**Exercise instructions**: Could each entry below be printed again exactly as given?

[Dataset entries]
◆ ◆ ◆ ◆

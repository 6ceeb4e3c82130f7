//! # Gravity Physics
//!
//! CPU-side data model for the gravity particle simulation: particle
//! attributes, attractor masses, and the falloff law shared with the GPU kernel.

pub mod constants;
pub mod forces;
pub mod mass;
pub mod particle;

pub use constants::*;
pub use forces::*;
pub use mass::*;
pub use particle::*;
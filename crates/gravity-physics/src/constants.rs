//! Constants for the gravity particle simulation
//!
//! Values are in normalized device units: the initial particle cloud and the
//! masses live in the `[-1, 1]` cube, and velocities are per-frame displacements.

/// Components stored per particle attribute (xyz / rgb)
pub const COMPONENTS_PER_ATTRIBUTE: usize = 3;

/// Size in bytes of one attribute element (three tightly packed f32)
pub const ATTRIBUTE_STRIDE: u64 = (COMPONENTS_PER_ATTRIBUTE * std::mem::size_of::<f32>()) as u64;

/// Default number of particles at startup
pub const DEFAULT_PARTICLE_COUNT: u32 = 10_000;

/// Range exposed to the tunable panel for the particle count
pub const MIN_PARTICLE_COUNT: u32 = 1_000;
pub const MAX_PARTICLE_COUNT: u32 = 10_000;

/// Default rendered point size in pixels
pub const DEFAULT_POINT_SIZE: f32 = 3.0;
pub const MIN_POINT_SIZE: f32 = 3.0;
pub const MAX_POINT_SIZE: f32 = 10.0;

/// Default strength assigned to every mass
pub const DEFAULT_GRAVITY: f32 = 0.000_02;
pub const MIN_GRAVITY: f32 = 0.000_002;
pub const MAX_GRAVITY: f32 = 0.000_1;

/// Default number of attractor masses
pub const DEFAULT_MASS_COUNT: usize = 3;

/// Capacity of the `Masses` uniform block.
/// Must match the array length of `Masses` in `update.wgsl`.
pub const MAX_MASS_COUNT: usize = 16;

/// Softening length added to the particle-mass distance.
/// Keeps the attraction finite when a particle sits on a mass.
pub const DEFAULT_SOFTENING: f32 = 0.01;

/// Squared pick radius (px²) for mouse pointers
pub const MOUSE_PICK_RADIUS_SQ: f32 = 25.0;

/// Squared pick radius (px²) for touch points, larger to compensate for finger size
pub const TOUCH_PICK_RADIUS_SQ: f32 = 100.0;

◆ ◆ ◆ ◆

**Answer to the exercise**:
repository 6ceeb4e3c82130f7
//! # Gravity Physics
//!
//! CPU-side data model for the gravity particle simulation: particle
//! attributes, attractor masses, and the falloff law shared with the GPU kernel.

pub mod constants;
pub mod forces;
pub mod mass;
pub mod particle;

pub use constants::*;
pub use forces::*;
pub use mass::*;
pub use particle::*;
filename crates/gravity-physics/src/constants.rs
//! Constants for the gravity particle simulation
//!
//! Values are in normalized device units: the initial particle cloud and the
//! masses live in the `[-1, 1]` cube, and velocities are per-frame displacements.

/// Components stored per particle attribute (xyz / rgb)
pub const COMPONENTS_PER_ATTRIBUTE: usize = 3;

/// Size in bytes of one attribute element (three tightly packed f32)
pub const ATTRIBUTE_STRIDE: u64 = (COMPONENTS_PER_ATTRIBUTE * std::mem::size_of::<f32>()) as u64;

/// Default number of particles at startup
pub const DEFAULT_PARTICLE_COUNT: u32 = 10_000;

/// Range exposed to the tunable panel for the particle count
pub const MIN_PARTICLE_COUNT: u32 = 1_000;
pub const MAX_PARTICLE_COUNT: u32 = 10_000;

/// Default rendered point size in pixels
pub const DEFAULT_POINT_SIZE: f32 = 3.0;
pub const MIN_POINT_SIZE: f32 = 3.0;
pub const MAX_POINT_SIZE: f32 = 10.0;

/// Default strength assigned to every mass
pub const DEFAULT_GRAVITY: f32 = 0.000_02;
pub const MIN_GRAVITY: f32 = 0.000_002;
pub const MAX_GRAVITY: f32 = 0.000_1;

/// Default number of attractor masses
pub const DEFAULT_MASS_COUNT: usize = 3;

/// Capacity of the `Masses` uniform block.
/// Must match the array length of `Masses` in `update.wgsl`.
pub const MAX_MASS_COUNT: usize = 16;

/// Softening length added to the particle-mass distance.
/// Keeps the attraction finite when a particle sits on a mass.
pub const DEFAULT_SOFTENING: f32 = 0.01;

/// Squared pick radius (px²) for mouse pointers
pub const MOUSE_PICK_RADIUS_SQ: f32 = 25.0;

/// Squared pick radius (px²) for touch points, larger to compensate for finger size
pub const TOUCH_PICK_RADIUS_SQ: f32 = 100.0;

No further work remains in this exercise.